The U.S. Supreme Court overturned Roe v. Wade in June. Currie said the next issue is, “Now, what do we do?”
“There’s no abortion in the state of Mississippi, which I’m proud to say,” she said. “But what do we do? There will be a lot of babies born — let’s be realistic about that — that will not be wanted.”
Estimates are that 3,000 to 5,000 Mississippi women per year who previously would consider abortion now will give birth. Currie said some of these women will need more help from the state, and suggested ways to provide it.
“We’re just going to turn around and say, ‘good luck?’ ” she asked. “I don’t believe that’s what we’re supposed to do.”
She said the state has cut a number of medical services it used to provide at county Health Department offices. She believes restoring those would be relatively inexpensive and help women and children who cannot afford medical care.
“My plan is to make sure our local health departments are up and running again like they were,” she said. “We’ve got to do something besides say, ‘Good luck, hope everything goes well.’ It is our responsibility to take care of women and children.”
She said “budgets were crazy” when Republicans took full executive and legislative control of state government in 2011, and the party got state finances back in line. But health care cuts hit hardest at the local level.
“The services are not there,” she said. “We may have to have a few more people, but look at the long run.”
Currie also said the state should consider helping women who cannot afford it obtain birth control, reasoning that preventing pregnancies is a lot cheaper than paying to help raise children for 19 years.
She added that the state could use a single nurse practitioner to provide care at health department offices in up to five counties.
She did not estimate a cost, but noted that the state has at least $2 billion in extra cash due to much higher-than-expected tax revenues and federal coronavirus relief money.
“We have the money to make sure people are taken care of,” she said. “We just need to make sure we do the smart thing and the right thing.
“I know people are concerned about roads and bridges, but we have given them a ton of money.
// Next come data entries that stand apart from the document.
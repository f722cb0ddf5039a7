//! Voter tracking: registration with the stake ledger and the two voter lists.
//!
//! `pending_voters` still need their stake synchronized before the current
//! ballot closes, `synced_voters` already had it. The lists are disjoint.

use oig_client::VoterRegistration;
use oig_store::{ElectionRecord, VoterFlagStore, VoterRegistrationFlag, WriteBatch};
use oig_types::AccountName;

use crate::context::{require_signer, ElectionContext, Transition};
use crate::error::ElectionError;

/// Register `voter` with the ballot service under the operator's treasury.
/// A voter that already carries a registration flag is left untouched.
pub fn register(
    ctx: &ElectionContext,
    caller: &AccountName,
    voter: &AccountName,
) -> Result<Transition, ElectionError> {
    require_signer(caller, voter)?;
    ctx.require_account(voter)?;
    let mut record = ctx.load()?;

    if ctx.store.get_voter_flag(voter)?.is_some() {
        tracing::debug!(voter = %voter, "voter already registered");
        return Ok(Transition::commit_and_advance(WriteBatch::new()));
    }

    ctx.ballots.register_voter(&VoterRegistration {
        voter: voter.clone(),
        treasury: ctx.params.treasury.clone(),
        referrer: ctx.operator.clone(),
    })?;

    let mut writes = WriteBatch::new();
    writes.put_voter_flag(VoterRegistrationFlag {
        voter: voter.clone(),
        referrer: ctx.operator.clone(),
        treasury: ctx.params.treasury.clone(),
    });
    place_voter(&mut record, voter.clone());
    tracing::info!(
        voter = %voter,
        pending = record.pending_voters.len(),
        synced = record.synced_voters.len(),
        "voter registered"
    );
    writes.put_election(record);
    Ok(Transition::commit_and_advance(writes))
}

/// Append a newly registered voter to the right list.
///
/// While the sync pass is under way (or finished) and nothing is pending, the
/// voter goes to `synced_voters`; cleanup moves it back to pending for the
/// next cycle. Otherwise it joins the pending list.
pub(crate) fn place_voter(record: &mut ElectionRecord, voter: AccountName) {
    if !record.synced_voters.is_empty() && record.pending_voters.is_empty() {
        record.synced_voters.push(voter);
    } else {
        record.pending_voters.push(voter);
    }
}

/// Synchronize up to `sync_batch_size` pending voters, taken from the back of
/// the pending list. Returns how many were synchronized.
pub(crate) fn sync_batch(
    ctx: &ElectionContext,
    record: &mut ElectionRecord,
) -> Result<usize, ElectionError> {
    let mut synced = 0;
    while synced < ctx.params.sync_batch_size {
        let Some(voter) = record.pending_voters.pop() else {
            break;
        };
        ctx.ballots.sync_stake(&voter).inspect_err(|e| {
            tracing::error!(voter = %voter, error = %e, "stake sync failed")
        })?;
        ctx.ballots
            .rebalance_weight(&voter, record.ballot_id, ctx.operator)
            .inspect_err(|e| {
                tracing::error!(voter = %voter, error = %e, "weight rebalance failed")
            })?;
        record.synced_voters.push(voter);
        synced += 1;
    }
    tracing::debug!(
        ballot_id = %record.ballot_id,
        synced,
        remaining = record.pending_voters.len(),
        "voter stake synchronized"
    );
    Ok(synced)
}

#[cfg(test)]
mod tests {
    use super::*;
    use crate::testkit::{name, Harness};
    use oig_client::ClientError;
    use oig_types::ElectionState;

    fn names(raw: &[&str]) -> Vec<AccountName> {
        raw.iter().map(|r| name(r)).collect()
    }

    #[test]
    fn register_flags_and_queues_voter() {
        let h = Harness::initialized();
        let alice = name("alice");
        let t = h.run(|ctx| register(ctx, &alice, &alice)).unwrap();
        assert_eq!(t.advance, crate::Advance::Requested);
        assert_eq!(h.record().pending_voters, vec![alice.clone()]);
        assert!(h.store.get_voter_flag(&alice).unwrap().is_some());
        assert_eq!(h.ledger.count("regvoter"), 1);
    }

    #[test]
    fn second_registration_is_a_no_op() {
        let h = Harness::initialized();
        let alice = name("alice");
        h.run(|ctx| register(ctx, &alice, &alice)).unwrap();
        let t = h.run(|ctx| register(ctx, &alice, &alice)).unwrap();
        assert!(t.writes.is_empty());
        assert_eq!(h.record().pending_voters.len(), 1);
        assert_eq!(h.ledger.count("regvoter"), 1);
    }

    #[test]
    fn unknown_voter_rejected() {
        let h = Harness::initialized();
        let ghost = name("ghost");
        let err = h.run(|ctx| register(ctx, &ghost, &ghost)).unwrap_err();
        assert!(matches!(err, ElectionError::UnknownAccount(_)));
        assert!(h.ledger.calls().is_empty());
    }

    #[test]
    fn rejected_registration_commits_nothing() {
        let h = Harness::initialized();
        h.ledger.reject("regvoter");
        let alice = name("alice");
        let err = h.run(|ctx| register(ctx, &alice, &alice)).unwrap_err();
        assert!(matches!(err, ElectionError::Service(ClientError::Rejected { .. })));
        assert!(h.store.get_voter_flag(&alice).unwrap().is_none());
        assert!(h.record().pending_voters.is_empty());
    }

    #[test]
    fn placement_rule() {
        let mut record = ElectionRecord::default();
        place_voter(&mut record, name("a"));
        assert_eq!(record.pending_voters, names(&["a"]));

        record.synced_voters = names(&["s"]);
        place_voter(&mut record, name("b"));
        assert_eq!(record.pending_voters, names(&["a", "b"]));

        record.pending_voters.clear();
        place_voter(&mut record, name("c"));
        assert_eq!(record.synced_voters, names(&["s", "c"]));
        assert!(record.pending_voters.is_empty());
    }

    #[test]
    fn sync_batch_pops_from_the_back() {
        let mut h = Harness::new();
        h.params.sync_batch_size = 2;
        let mut record = ElectionRecord {
            state: ElectionState::VotingOpen,
            pending_voters: names(&["a", "b", "c"]),
            ..ElectionRecord::default()
        };
        let synced = sync_batch(&h.ctx(), &mut record).unwrap();
        assert_eq!(synced, 2);
        assert_eq!(record.pending_voters, names(&["a"]));
        assert_eq!(record.synced_voters, names(&["c", "b"]));
        assert_eq!(h.ledger.count("sync"), 2);
        assert_eq!(h.ledger.count("rebalance"), 2);
    }
}
//! Wire payloads of the remote actions.

use oig_client::{BallotDetails, NewBallot, Transfer, VoterRegistration};
use oig_types::{AccountName, Asset, Symbol, Timestamp};
use serde::Serialize;

/// One signed action as the gateway expects it.
#[derive(Debug, Serialize)]
pub struct ActionEnvelope<'a, T: Serialize> {
    pub contract: &'a str,
    pub action: &'a str,
    pub authorization: [Authorization<'a>; 1],
    pub data: T,
}

#[derive(Debug, Serialize)]
pub struct Authorization<'a> {
    pub actor: &'a str,
    pub permission: &'a str,
}

#[derive(Debug, Serialize)]
pub struct NewBallotData<'a> {
    /// Ledger name of the ballot.
    pub ballot_name: String,
    pub category: &'a str,
    pub publisher: &'a AccountName,
    pub treasury_symbol: &'a Symbol,
    pub voting_method: &'a str,
    pub initial_options: &'a [AccountName],
}

impl<'a> NewBallotData<'a> {
    pub fn new(b: &'a NewBallot, ballot_name: String) -> Self {
        Self {
            ballot_name,
            category: &b.category,
            publisher: &b.publisher,
            treasury_symbol: &b.treasury,
            voting_method: &b.method,
            initial_options: &b.options,
        }
    }
}

#[derive(Debug, Serialize)]
pub struct EditDetailsData<'a> {
    /// Ledger name of the ballot.
    pub ballot_name: String,
    pub title: &'a str,
    pub description: &'a str,
    pub content: &'a str,
}

impl<'a> EditDetailsData<'a> {
    pub fn new(d: &'a BallotDetails, ballot_name: String) -> Self {
        Self {
            ballot_name,
            title: &d.title,
            description: &d.description,
            content: &d.content,
        }
    }
}

#[derive(Debug, Serialize)]
pub struct ToggleData<'a> {
    /// Ledger name of the ballot.
    pub ballot_name: String,
    pub setting_name: &'a str,
}

#[derive(Debug, Serialize)]
pub struct OpenVotingData {
    /// Ledger name of the ballot.
    pub ballot_name: String,
    pub end_time: Timestamp,
}

#[derive(Debug, Serialize)]
pub struct CloseVotingData {
    /// Ledger name of the ballot.
    pub ballot_name: String,
    pub broadcast: bool,
}

#[derive(Debug, Serialize)]
pub struct RegVoterData<'a> {
    pub voter: &'a AccountName,
    pub treasury_symbol: &'a Symbol,
    pub referrer: &'a AccountName,
}

impl<'a> From<&'a VoterRegistration> for RegVoterData<'a> {
    fn from(r: &'a VoterRegistration) -> Self {
        Self {
            voter: &r.voter,
            treasury_symbol: &r.treasury,
            referrer: &r.referrer,
        }
    }
}

#[derive(Debug, Serialize)]
pub struct SyncData<'a> {
    pub voter: &'a AccountName,
}

#[derive(Debug, Serialize)]
pub struct RebalanceData<'a> {
    pub voter: &'a AccountName,
    /// Ledger name of the ballot.
    pub ballot_name: String,
    pub worker: &'a AccountName,
}

#[derive(Debug, Serialize)]
pub struct TransferData<'a> {
    pub from: &'a AccountName,
    pub to: &'a AccountName,
    pub quantity: &'a Asset,
    pub memo: &'a str,
}

impl<'a> From<&'a Transfer> for TransferData<'a> {
    fn from(t: &'a Transfer) -> Self {
        Self {
            from: &t.from,
            to: &t.to,
            quantity: &t.quantity,
            memo: &t.memo,
        }
    }
}

#[cfg(test)]
mod tests {
    use super::*;
    use oig_types::BallotId;

    fn name(raw: &str) -> AccountName {
        AccountName::parse(raw).unwrap()
    }

    #[test]
    fn envelope_shape() {
        let voter = name("alice");
        let envelope = ActionEnvelope {
            contract: "decide",
            action: "sync",
            authorization: [Authorization {
                actor: "oig",
                permission: "active",
            }],
            data: SyncData { voter: &voter },
        };
        let json = serde_json::to_value(&envelope).unwrap();
        assert_eq!(
            json,
            serde_json::json!({
                "contract": "decide",
                "action": "sync",
                "authorization": [{"actor": "oig", "permission": "active"}],
                "data": {"voter": "alice"}
            })
        );
    }

    #[test]
    fn typed_fields_render_as_strings() {
        let transfer = Transfer {
            from: name("oig"),
            to: name("decide"),
            quantity: "30.00000000 WAX".parse().unwrap(),
            memo: "Ballot Fee Payment".to_string(),
        };
        let json = serde_json::to_value(TransferData::from(&transfer)).unwrap();
        assert_eq!(json["quantity"], "30.00000000 WAX");
        assert_eq!(json["to"], "decide");

        let ballot = NewBallot {
            ballot: BallotId::new(9),
            category: "election".to_string(),
            publisher: name("oig"),
            treasury: "8,VOTE".parse().unwrap(),
            method: "1token1vote".to_string(),
            options: vec![name("alice"), name("bob")],
        };
        let json =
            serde_json::to_value(NewBallotData::new(&ballot, "oig.........9".to_string())).unwrap();
        assert_eq!(json["ballot_name"], "oig.........9");
        assert_eq!(json["treasury_symbol"], "8,VOTE");
        assert_eq!(json["initial_options"], serde_json::json!(["alice", "bob"]));
    }
}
I would hate for this money not to be spent on women and children. In a few years, we are going to have a huge problem. ... I just don’t want us to spend all of this money on roads and bridges.”
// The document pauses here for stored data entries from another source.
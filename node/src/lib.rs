//! Election node: the long-running side of the orchestrator.
//!
//! The node opens the LMDB store, connects the HTTP adapter for the ballot,
//! transfer and account services, and drives the election forward on a
//! fixed interval until it is told to shut down.

pub mod advancer;
pub mod config;
pub mod error;
pub mod lock;
pub mod logging;
pub mod node;
pub mod shutdown;

pub use advancer::Advancer;
pub use config::NodeConfig;
pub use error::NodeError;
pub use lock::DataDirLock;
pub use logging::{init_logging, LogFormat};
pub use node::ElectionNode;
pub use shutdown::ShutdownController;
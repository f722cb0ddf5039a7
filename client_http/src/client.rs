//! Blocking HTTP client for the action gateway.

use std::time::Duration;

use reqwest::blocking::Client;
use reqwest::StatusCode;
use serde::{Deserialize, Serialize};

use oig_client::{
    AccountDirectory, BallotDetails, BallotService, ClientError, NewBallot, Transfer,
    TransferService, VoterRegistration,
};
use oig_types::{AccountName, BallotId, Timestamp};

use crate::actions::{
    ActionEnvelope, Authorization, CloseVotingData, EditDetailsData, NewBallotData,
    OpenVotingData, RebalanceData, RegVoterData, SyncData, ToggleData, TransferData,
};
use crate::config::HttpClientConfig;
use crate::ledger_name::BallotNamer;

/// Error body returned by the gateway when an action is refused.
#[derive(Debug, Deserialize)]
struct RejectionBody {
    error: String,
}

/// Client for the ballot, token and account endpoints, signing as `actor`.
pub struct HttpServiceClient {
    http_client: Client,
    config: HttpClientConfig,
    actor: AccountName,
    ballots: BallotNamer,
}

impl HttpServiceClient {
    pub fn new(config: HttpClientConfig, actor: AccountName) -> Result<Self, ClientError> {
        let ballots = BallotNamer::new(&config.ballot_base).ok_or_else(|| {
            ClientError::Other(format!("invalid ballot base name {:?}", config.ballot_base))
        })?;
        let http_client = Client::builder()
            .timeout(Duration::from_secs(config.timeout_secs))
            .connect_timeout(Duration::from_secs(config.connect_timeout_secs))
            .build()
            .map_err(|e| ClientError::Other(format!("failed to build HTTP client: {e}")))?;
        Ok(Self {
            http_client,
            config,
            actor,
            ballots,
        })
    }

    pub fn config(&self) -> &HttpClientConfig {
        &self.config
    }

    /// Ledger name the ballot service knows `ballot` by.
    pub fn ballot_name(&self, ballot: BallotId) -> String {
        self.ballots.name(ballot)
    }

    fn push<T: Serialize>(&self, contract: &str, action: &str, data: T) -> Result<(), ClientError> {
        let envelope = ActionEnvelope {
            contract,
            action,
            authorization: [Authorization {
                actor: self.actor.as_str(),
                permission: &self.config.permission,
            }],
            data,
        };

        let response = self
            .http_client
            .post(self.config.actions_url())
            .json(&envelope)
            .send()
            .map_err(transport_error)?;

        let status = response.status();
        if status.is_success() {
            tracing::debug!(contract, action, "action accepted");
            return Ok(());
        }
        if status.is_client_error() {
            let reason = response
                .json::<RejectionBody>()
                .map(|body| body.error)
                .unwrap_or_else(|_| format!("HTTP status {status}"));
            tracing::error!(contract, action, %reason, "action rejected");
            return Err(ClientError::Rejected {
                action: action.to_string(),
                reason,
            });
        }
        tracing::error!(contract, action, %status, "action failed");
        Err(ClientError::Unreachable(format!("HTTP status {status}")))
    }

    fn ballot_action<T: Serialize>(&self, action: &str, data: T) -> Result<(), ClientError> {
        self.push(&self.config.ballot_contract, action, data)
    }
}

fn transport_error(e: reqwest::Error) -> ClientError {
    if e.is_timeout() {
        ClientError::Unreachable(format!("request timed out: {e}"))
    } else if e.is_connect() {
        ClientError::Unreachable(format!("connection failed: {e}"))
    } else {
        ClientError::Other(e.to_string())
    }
}

impl BallotService for HttpServiceClient {
    fn create_ballot(&self, ballot: &NewBallot) -> Result<(), ClientError> {
        let name = self.ballot_name(ballot.ballot);
        self.ballot_action("newballot", NewBallotData::new(ballot, name))
    }

    fn set_details(&self, details: &BallotDetails) -> Result<(), ClientError> {
        let name = self.ballot_name(details.ballot);
        self.ballot_action("editdetails", EditDetailsData::new(details, name))
    }

    fn set_vote_weighting(&self, ballot: BallotId, mode: &str) -> Result<(), ClientError> {
        self.ballot_action(
            "togglebal",
            ToggleData {
                ballot_name: self.ballot_name(ballot),
                setting_name: mode,
            },
        )
    }

    fn open_voting(&self, ballot: BallotId, end_time: Timestamp) -> Result<(), ClientError> {
        self.ballot_action(
            "openvoting",
            OpenVotingData {
                ballot_name: self.ballot_name(ballot),
                end_time,
            },
        )
    }

    fn close_voting(&self, ballot: BallotId, broadcast: bool) -> Result<(), ClientError> {
        self.ballot_action(
            "closevoting",
            CloseVotingData {
                ballot_name: self.ballot_name(ballot),
                broadcast,
            },
        )
    }

    fn register_voter(&self, registration: &VoterRegistration) -> Result<(), ClientError> {
        self.ballot_action("regvoter", RegVoterData::from(registration))
    }

    fn sync_stake(&self, voter: &AccountName) -> Result<(), ClientError> {
        self.ballot_action("sync", SyncData { voter })
    }

    fn rebalance_weight(
        &self,
        voter: &AccountName,
        ballot: BallotId,
        worker: &AccountName,
    ) -> Result<(), ClientError> {
        self.ballot_action(
            "rebalance",
            RebalanceData {
                voter,
                ballot_name: self.ballot_name(ballot),
                worker,
            },
        )
    }
}

impl TransferService for HttpServiceClient {
    fn transfer(&self, transfer: &Transfer) -> Result<(), ClientError> {
        self.push(
            &self.config.token_contract,
            "transfer",
            TransferData::from(transfer),
        )
    }
}

impl AccountDirectory for HttpServiceClient {
    fn account_exists(&self, account: &AccountName) -> Result<bool, ClientError> {
        let response = self
            .http_client
            .get(self.config.account_url(account.as_str()))
            .send()
            .map_err(transport_error)?;
        match response.status() {
            StatusCode::NOT_FOUND => Ok(false),
            s if s.is_success() => Ok(true),
            s => Err(ClientError::InvalidResponse(format!(
                "account lookup for {account} returned HTTP status {s}"
            ))),
        }
    }
}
Currie said the state also could consider expanding Medicaid, but added, “A lot of conservative Republicans, and I feel like I’m one of that crowd, don’t want to look at it because it has the name Obamacare. We’ve had several presidents since then.”
She said anyone who wants to assist a charity should consider giving diapers for a crisis pregnancy center to distribute.
“We want people to have this baby that’s a gift from God,” she said. “But they’re out there on their own.”
She also warned that hospitals in the state are at risk of closing if they don’t get financial help.
“It is awful what they’re going through,” she said. “If we don’t do something, health care as we know it won’t be here.”
Currie, in her fourth term, continues to work as a nurse and said she is running for re-election in 2023.